- Coinbase erwirbt Liquifi, eine Plattform für Token-Management, die führende Web3-Akteure wie Uniswap Foundation und OP Labs bedient.
- Dies ist die vierte bedeutende Akquisition von Coinbase im Jahr 2025, nach dem Kauf von Spindl, Iron Fish und Deribit.
- Liquifi ermöglicht es Krypto-Projekten, die Token-Verteilung zu verwalten und Steuerabzüge effektiv zu automatisieren.
- Die Akquisition steht im Einklang mit der Strategie von Coinbase, eine umfassende End-to-End-Plattform für Krypto-Projekte zu entwickeln.

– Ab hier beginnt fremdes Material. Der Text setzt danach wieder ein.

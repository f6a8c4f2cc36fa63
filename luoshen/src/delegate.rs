// Copyright (c) 2024 Xu Shaohua <shaohua@biofan.org>. All rights reserved.
// Use of this source is governed by Apache-2.0 License that can be found
// in the LICENSE file.

//! Multicast event delegates.
//!
//! A [`Multicast`] is a thread-safe callback collection. `add` returns a
//! [`DelegateHandle`] acting as the lifetime anchor of the slot: the slot
//! stays alive while the handle exists. Broadcast copies the live slots out
//! of the lock, invokes them outside the lock, and prunes dead slots on the
//! way. Callbacks are isolated, a panicking subscriber never stops the
//! broadcast.

use std::panic::{catch_unwind, AssertUnwindSafe};
use std::sync::atomic::{AtomicBool, AtomicU64, Ordering};
use std::sync::{Arc, Mutex, Weak};

static NEXT_SLOT_ID: AtomicU64 = AtomicU64::new(1);

#[derive(Debug)]
struct SlotAnchor {
    alive: AtomicBool,
}

struct Slot<E> {
    id: u64,
    anchor: Weak<SlotAnchor>,
    callback: Arc<dyn Fn(&E) + Send + Sync>,
}

impl<E> Slot<E> {
    /// A slot is live while its anchor exists and has not been detached.
    fn upgrade(&self) -> Option<(Arc<SlotAnchor>, Arc<dyn Fn(&E) + Send + Sync>)> {
        let anchor = self.anchor.upgrade()?;
        if anchor.alive.load(Ordering::Acquire) {
            Some((anchor, Arc::clone(&self.callback)))
        } else {
            None
        }
    }
}

/// Handle returned by [`Multicast::add`].
///
/// In the default auto-detach mode, dropping the handle detaches the slot.
/// After `detach_on_drop(false)` the subscription stays installed for the
/// lifetime of the delegate unless `detach` is called first.
#[derive(Debug)]
pub struct DelegateHandle {
    anchor: Option<Arc<SlotAnchor>>,
    auto_detach: bool,
}

impl DelegateHandle {
    /// Detach the slot now. The callback is not invoked by any broadcast
    /// that starts after this call.
    pub fn detach(&mut self) {
        if let Some(anchor) = self.anchor.take() {
            anchor.alive.store(false, Ordering::Release);
        }
    }

    /// Choose whether dropping this handle detaches the slot.
    pub fn detach_on_drop(&mut self, auto_detach: bool) -> &mut Self {
        self.auto_detach = auto_detach;
        self
    }

    /// Returns true if the slot is still attached.
    #[must_use]
    pub fn is_attached(&self) -> bool {
        self.anchor
            .as_ref()
            .map_or(false, |anchor| anchor.alive.load(Ordering::Acquire))
    }
}

impl Drop for DelegateHandle {
    fn drop(&mut self) {
        if let Some(anchor) = self.anchor.take() {
            if self.auto_detach {
                anchor.alive.store(false, Ordering::Release);
            } else {
                // Manual mode: keep the weak anchor valid so the slot
                // outlives the handle.
                std::mem::forget(anchor);
            }
        }
    }
}

/// Thread-safe multicast callback collection for events of type `E`.
pub struct Multicast<E> {
    slots: Arc<Mutex<Vec<Slot<E>>>>,
}

impl<E> Default for Multicast<E> {
    fn default() -> Self {
        Self::new()
    }
}

impl<E> Clone for Multicast<E> {
    fn clone(&self) -> Self {
        Self {
            slots: Arc::clone(&self.slots),
        }
    }
}

impl<E> std::fmt::Debug for Multicast<E> {
    fn fmt(&self, f: &mut std::fmt::Formatter<'_>) -> std::fmt::Result {
        write!(f, "Multicast(slots: {})", self.len())
    }
}

impl<E> Multicast<E> {
    #[must_use]
    pub fn new() -> Self {
        Self {
            slots: Arc::new(Mutex::new(Vec::new())),
        }
    }

    /// Install `callback` and return its handle.
    pub fn add<F>(&self, callback: F) -> DelegateHandle
    where
        F: Fn(&E) + Send + Sync + 'static,
    {
        let anchor = Arc::new(SlotAnchor {
            alive: AtomicBool::new(true),
        });
        let slot = Slot {
            id: NEXT_SLOT_ID.fetch_add(1, Ordering::Relaxed),
            anchor: Arc::downgrade(&anchor),
            callback: Arc::new(callback),
        };
        self.slots.lock().unwrap().push(slot);
        DelegateHandle {
            anchor: Some(anchor),
            auto_detach: true,
        }
    }

    /// Get number of installed slots, including not yet pruned dead ones.
    #[must_use]
    pub fn len(&self) -> usize {
        self.slots.lock().unwrap().len()
    }

    #[must_use]
    pub fn is_empty(&self) -> bool {
        self.slots.lock().unwrap().is_empty()
    }

    /// Invoke every live callback with `event`.
    ///
    /// Slots whose anchor expired are pruned. Adds and removes performed by
    /// callbacks take effect on the next broadcast, never mid-iteration.
    /// Returns the number of callbacks that panicked.
    pub fn broadcast(&self, event: &E) -> u64 {
        // Snapshot live callbacks under the lock; the upgraded anchors keep
        // the slots alive for the duration of the invocation.
        let snapshot: Vec<_> = {
            let mut slots = self.slots.lock().unwrap();
            slots.retain(|slot| slot.upgrade().is_some());
            slots
                .iter()
                .filter_map(|slot| slot.upgrade().map(|(_, callback)| (slot.id, callback)))
                .collect()
        };

        let mut panics = 0;
        for (id, callback) in snapshot {
            if catch_unwind(AssertUnwindSafe(|| callback(event))).is_err() {
                log::error!("delegate: Callback in slot {id} panicked");
                panics += 1;
            }
        }
        panics
    }
}

#[cfg(test)]
mod tests {
    use super::*;
    use std::sync::atomic::AtomicUsize;

    #[test]
    fn test_broadcast_invokes_all() {
        let multicast = Multicast::<u32>::new();
        let counter = Arc::new(AtomicUsize::new(0));

        let c1 = Arc::clone(&counter);
        let _h1 = multicast.add(move |v| {
            c1.fetch_add(*v as usize, Ordering::SeqCst);
        });
        let c2 = Arc::clone(&counter);
        let _h2 = multicast.add(move |v| {
            c2.fetch_add(*v as usize, Ordering::SeqCst);
        });

        multicast.broadcast(&3);
        assert_eq!(counter.load(Ordering::SeqCst), 6);
    }

    #[test]
    fn test_dropped_handle_is_pruned() {
        let multicast = Multicast::<()>::new();
        let counter = Arc::new(AtomicUsize::new(0));

        let c = Arc::clone(&counter);
        let handle = multicast.add(move |()| {
            c.fetch_add(1, Ordering::SeqCst);
        });
        drop(handle);

        multicast.broadcast(&());
        assert_eq!(counter.load(Ordering::SeqCst), 0);
        assert_eq!(multicast.len(), 0);
    }

    #[test]
    fn test_manual_mode_survives_drop() {
        let multicast = Multicast::<()>::new();
        let counter = Arc::new(AtomicUsize::new(0));

        let c = Arc::clone(&counter);
        let mut handle = multicast.add(move |()| {
            c.fetch_add(1, Ordering::SeqCst);
        });
        handle.detach_on_drop(false);
        drop(handle);

        multicast.broadcast(&());
        assert_eq!(counter.load(Ordering::SeqCst), 1);
    }

    #[test]
    fn test_detach() {
        let multicast = Multicast::<()>::new();
        let counter = Arc::new(AtomicUsize::new(0));

        let c = Arc::clone(&counter);
        let mut handle = multicast.add(move |()| {
            c.fetch_add(1, Ordering::SeqCst);
        });
        multicast.broadcast(&());
        assert!(handle.is_attached());
        handle.detach();
        assert!(!handle.is_attached());
        multicast.broadcast(&());
        assert_eq!(counter.load(Ordering::SeqCst), 1);
    }

    #[test]
    fn test_panicking_callback_is_isolated() {
        let multicast = Multicast::<()>::new();
        let counter = Arc::new(AtomicUsize::new(0));

        let _h1 = multicast.add(|()| panic!("boom"));
        let c = Arc::clone(&counter);
        let _h2 = multicast.add(move |()| {
            c.fetch_add(1, Ordering::SeqCst);
        });

        let panics = multicast.broadcast(&());
        assert_eq!(panics, 1);
        assert_eq!(counter.load(Ordering::SeqCst), 1);
    }

    #[test]
    fn test_reentrant_add_takes_effect_next_broadcast() {
        let multicast = Multicast::<()>::new();
        let counter = Arc::new(AtomicUsize::new(0));

        let inner = multicast.clone();
        let c = Arc::clone(&counter);
        let _h1 = multicast.add(move |()| {
            let c2 = Arc::clone(&c);
            let mut handle = inner.add(move |()| {
                c2.fetch_add(1, Ordering::SeqCst);
            });
            handle.detach_on_drop(false);
        });

        multicast.broadcast(&());
        assert_eq!(counter.load(Ordering::SeqCst), 0);
        multicast.broadcast(&());
        assert!(counter.load(Ordering::SeqCst) >= 1);
    }
}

Coinbase Erwirbt Token-Management-Plattform Liquifi
In einem ambitionierten Schritt zur Verbesserung seiner Fähigkeiten im Kryptowährungssektor hat Coinbase die Übernahme von Liquifi, einer spezialisierten Plattform im Bereich des Token-Managements, bekannt gegeben. Diese strategische Akquisition soll die Infrastruktur von Coinbase stärken, indem sie eine effiziente Abwicklung von Token-Verteilungsprozessen für prominente Web3-Entitäten wie die Uniswap Foundation und OP Labs ermöglicht.
Erweiterung der Horizonte: Die Bedeutung der Akquisition
Die finanziellen Details des Geschäfts bleiben ungenannt; jedoch markiert dies die vierte bedeutende Akquisition von Coinbase im Jahr 2025. Frühere Akquisitionen umfassen Spindl, Iron Fish und Deribit—ein bemerkenswerter Kauf im Wert von 2,9 Milliarden Dollar, der als einer der größten in der Branche anerkannt ist. Diese strategischen Schritte demonstrieren das Engagement von Coinbase, seinen operativen Umfang innerhalb des sich schnell entwickelnden Kryptomarkts zu erweitern.
Liquifi zeichnet sich dadurch aus, dass es Dienstleistungen ähnlich wie Carta, aber für Kryptowährungen maßgeschneidert, anbietet. Es glänzt in der Verwaltung von Token-Verteilungen nach der Sperrfrist, der Überwachung der Anteile von Stakeholdern und der Automatisierung von Steuerprozessen—Elemente, die entscheidend für die Rationalisierung von Krypto-Operationen sind.
Strategische Implikationen: Auf dem Weg zu einer End-to-End-Krypto-Plattform
Die Übernahme von Liquifi signalisiert die Absicht von Coinbase, eine End-to-End-Plattform zu entwickeln, die Krypto-Projekte nahtlos von der Token-Erstellung bis zur Listung an Börsen führt. Diese Initiative ist eine direkte Antwort auf die Launchpad-Modelle, die von Wettbewerbern wie Binance und OKX übernommen wurden. Solche Plattformen generieren Einnahmen, noch bevor Tokens auf den Markt kommen.
Trotz regulatorischer Herausforderungen unter der vorherigen U.S. Securities and Exchange Commission unter der Leitung von Gary Gensler—wo viele Kryptowährungen als Wertpapiere eingestuft wurden—bietet die derzeitige pro-Krypto-Administration unter Präsident Donald Trump ein günstigeres Umfeld für ehrgeizige Unternehmungen wie diese.
Navigieren durch regulatorische Landschaften
Aklil Ibsaa von Coinbase betont, dass regulatorische Klarheit jetzt mutigere Aktionen innerhalb der Branche ermöglicht. Diese neu gewonnene regulatorische Sicherheit befähigt Unternehmen wie Coinbase, strategische Expansionen ohne Hindernisse zu verfolgen.
Währenddessen setzen andere große Akteure ihre Aktivitäten fort; Stripe hat kürzlich Bridge und Privy erworben—ein Zeugnis für die anhaltende Dynamik innerhalb des Kryptobereichs.
In den jüngsten Nachrichten hat Coinbase auch eine Lizenz unter den europäischen Vorschriften für Märkte in Krypto-Assets (MiCA) gesichert, was einen weiteren Meilenstein in ihren globalen Expansionsbemühungen markiert.
Durch das Vorantreiben umfassender Lösungen mit Akquisitionen wie Liquifi festigt Coinbase nicht nur seine Position, sondern ebnet auch neue Wege im Kryptowährungsmanagement—mit dem letztendlichen Ziel, Millionen in Web3-Innovationen zu integrieren.